Courtesy of Smallman Gallery

Smallman Galley

Strip District

As a "restaurant incubator," Smallman Galley offers kitchen space to four local chefs, each with their own distinct concepts and menus, and a fresh crop of restaurant concepts just moved into the cafeteria-style venue. Banhmilicious (serving Vietnamese fusion), Iron Born (Detroit-style pizza), Colonia (a Latin-America concept) and Brunoise, an approachable take on fine dining are now Smallman’s restaurants of record, and will be for the next year. The venue also houses a full bar with plenty of local spirits, and a coffee bar using PA-based Commonplace's coffee beans, La Prima espresso, and Gyrphon's Tea.

Nicole Jarock Photography

Smoke Barbeque & Taqueria

Central Lawrenceville

Smoke isn't your typical BBQ restaurant, but it's sure to be one of your favorites. This Taqueria serves super smoky barbeque-like meats inside their tacos, complete with veggies and sauces galore. Plus, the sides put a twist on your normal BBQ combos, offering pinto beans instead of baked beans. The menu has “Vegetabletarian” taco options for you or your non-meat friends.

Spoon

Spoon

East Liberty

Ever since Jamilka Borges took over the kitchen at Spoon, good things have been happening at the East Liberty restaurant. Borges, a James Beard Award Rising Star semifinalist, has a flair for creating dishes that are as engaging to gawk at as they are to enjoy, and she’s slowly putting her mark on the menu with hearty dishes, such as a winter salad with spicy mixed greens and gnocchi with lamb shank, dotted with pomegranate.

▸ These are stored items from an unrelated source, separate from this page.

/// Full spread pipeline over explicit inputs. See the module docs for the
/// step order; [`calculate_live_spread`] derives the inputs from a snapshot.
#[allow(clippy::too_many_arguments)]
pub fn calculate_spread(
    base_spread: u32,
    last_oracle_reserve_price_spread_pct: i64,
    last_oracle_conf_pct: u64,
    max_spread: u32,
    quote_asset_reserve: u128,
    terminal_quote_asset_reserve: u128,
    peg_multiplier: u128,
    base_asset_amount_with_amm: i128,
    reserve_price: u64,
    total_fee_minus_distributions: i128,
    net_revenue_since_last_funding: i64,
    base_asset_reserve: u128,
    min_base_asset_reserve: u128,
    max_base_asset_reserve: u128,
    mark_std: u64,
    oracle_std: u64,
    long_intensity_volume: u64,
    short_intensity_volume: u64,
    volume_24h: u64,
) -> EngineResult<Spread> {
    let (long_vol_spread, short_vol_spread) = calculate_vol_spread(
        last_oracle_conf_pct,
        reserve_price,
        mark_std,
        oracle_std,
        long_intensity_volume,
        short_intensity_volume,
        volume_24h,
    )?;

    let mut long_spread = u128::from(base_spread / 2).max(u128::from(long_vol_spread));
    let mut short_spread = u128::from(base_spread / 2).max(u128::from(short_vol_spread));

    let max_target_spread = u128::from(max_spread)
        .max(u128::from(last_oracle_reserve_price_spread_pct.unsigned_abs()));

    // oracle retreat: widen the side that moves the mark away from the oracle
    match last_oracle_reserve_price_spread_pct.cmp(&0) {
        Ordering::Greater => {
            short_spread = short_spread.max(
                u128::from(last_oracle_reserve_price_spread_pct.unsigned_abs())
                    + u128::from(short_vol_spread),
            );
        }
        Ordering::Less => {
            long_spread = long_spread.max(
                u128::from(last_oracle_reserve_price_spread_pct.unsigned_abs())
                    + u128::from(long_vol_spread),
            );
        }
        Ordering::Equal => {}
    }

    // inventory skew on the exposed side
    let directional_spread = if base_asset_amount_with_amm >= 0 {
        long_spread
    } else {
        short_spread
    };
    let inventory_scale = calculate_inventory_scale(
        base_asset_amount_with_amm,
        base_asset_reserve,
        min_base_asset_reserve,
        max_base_asset_reserve,
        directional_spread,
        max_target_spread,
    )?;

    match base_asset_amount_with_amm.cmp(&0) {
        Ordering::Greater => {
            long_spread = div_u128(
                mul_u128(long_spread, inventory_scale)?,
                BID_ASK_SPREAD_PRECISION_U128,
            )?;
        }
        Ordering::Less => {
            short_spread = div_u128(
                mul_u128(short_spread, inventory_scale)?,
                BID_ASK_SPREAD_PRECISION_U128,
            )?;
        }
        Ordering::Equal => {}
    }

    if total_fee_minus_distributions > 0 {
        let effective_leverage = calculate_effective_leverage(
            quote_asset_reserve,
            terminal_quote_asset_reserve,
            peg_multiplier,
            base_asset_amount_with_amm,
            reserve_price,
            total_fee_minus_distributions,
        )?;
        let leverage_scale = (1.0 + effective_leverage).min(DEFAULT_LARGE_SPREAD_FACTOR as f64);

        match base_asset_amount_with_amm.cmp(&0) {
            Ordering::Greater => {
                long_spread = (long_spread as f64 * leverage_scale) as u128;
            }
            Ordering::Less => {
                short_spread = (short_spread as f64 * leverage_scale) as u128;
            }
            Ordering::Equal => {}
        }
    } else {
        // fee buffer depleted: protective widening on both sides
        long_spread = mul_u128(long_spread, u128::from(DEFAULT_LARGE_SPREAD_FACTOR))?;
        short_spread = mul_u128(short_spread, u128::from(DEFAULT_LARGE_SPREAD_FACTOR))?;
    }

    // revenue retreat
    if net_revenue_since_last_funding < DEFAULT_REVENUE_SINCE_LAST_FUNDING_SPREAD_RETREAT {
        let max_retreat = max_target_spread / 10;
        let revenue_retreat = if net_revenue_since_last_funding
            >= DEFAULT_REVENUE_SINCE_LAST_FUNDING_SPREAD_RETREAT.saturating_mul(1000)
        {
            max_retreat.min(div_u128(
                mul_u128(
                    u128::from(base_spread),
                    u128::from(net_revenue_since_last_funding.unsigned_abs()),
                )?,
                u128::from(DEFAULT_REVENUE_SINCE_LAST_FUNDING_SPREAD_RETREAT.unsigned_abs()),
            )?)
        } else {
            max_retreat
        };

        match base_asset_amount_with_amm.cmp(&0) {
            Ordering::Greater => {
                long_spread += revenue_retreat;
                short_spread += revenue_retreat / 2;
            }
            Ordering::Less => {
                long_spread += revenue_retreat / 2;
                short_spread += revenue_retreat;
            }
            Ordering::Equal => {
                long_spread += revenue_retreat / 2;
                short_spread += revenue_retreat / 2;
            }
        }
    }

    let (long_spread, short_spread) =
        cap_to_max_spread(long_spread, short_spread, max_target_spread)?;

    Ok(Spread {
        long: cast_u32(u64::try_from(long_spread).map_err(|_| EngineError::MathOverflow)?)?,
        short: cast_u32(u64::try_from(short_spread).map_err(|_| EngineError::MathOverflow)?)?,
    })
}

Rossilynne Culgan/Thrillist

Station

Bloomfield

It may be tempting to skip right to dessert (yes, the popcorn panna cotta with caramel corn and salted caramel is THAT good), but start with dinner first. The tagliatelle, served with smoked pork shank, soffritto, an egg, and Parmesan, is a bowlful of comfort food. On your way to the dining room, peek at the restored antique wood bar, covered with ornate carvings and woodwork, and order yourself a drink from the cocktail menu, which features libations infused with spice-cabinet finds, like ginger, cardamom and rosemary. New this season, Station is serving lunch, with a menu of delectable small plates alongside a hearty selection of sandwiches (including the soon-to-be-famous burger).

Scott Gordon Bleicher

The Vandal

Central Lawrenceville

The Vandal is proof that gourmet dining doesn’t have to be necessarily fancy. This order-at-the-counter joint serves up beautifully plated meals on lunchroom trays to a crowd that knows that the long line is well worth the wait. Among its specialties is the fried chicken sandwich served at lunchtime, often selling out. Dinner is slightly more refined, with the ever-popular Vandal cheeseburger sharing menu space with shiitake and house-made ricotta ravioli, and chicken with spätzle, served with celery root crumble.

Fine Humans

Umami

Central Lawrenceville

Umami is an izakaya (aka Japanese pub) serving Japanese street food dedicated to the fifth taste. Located above Round Corner Cantina, Umami has become a fixture for late-night eats, meaning you can get your margarita fix downstairs and your sushi and rotobaya fix upstairs until 2am.

Rob Larson

Whitfield

East Liberty

Housed inside a YMCA-turned-Ace Hotel, Whitfield is far more than a hotel restaurant. This bright tavern is a best known for its locally sourced beef and in-house butchery, but brunch is also a standout here. Whitfield is one of the few brunch spots in Pittsburgh that actually takes reservations, which is particularly helpful when you just cannot wait for a blueberry buttermilk pancake with sweet lemon creme fraiche.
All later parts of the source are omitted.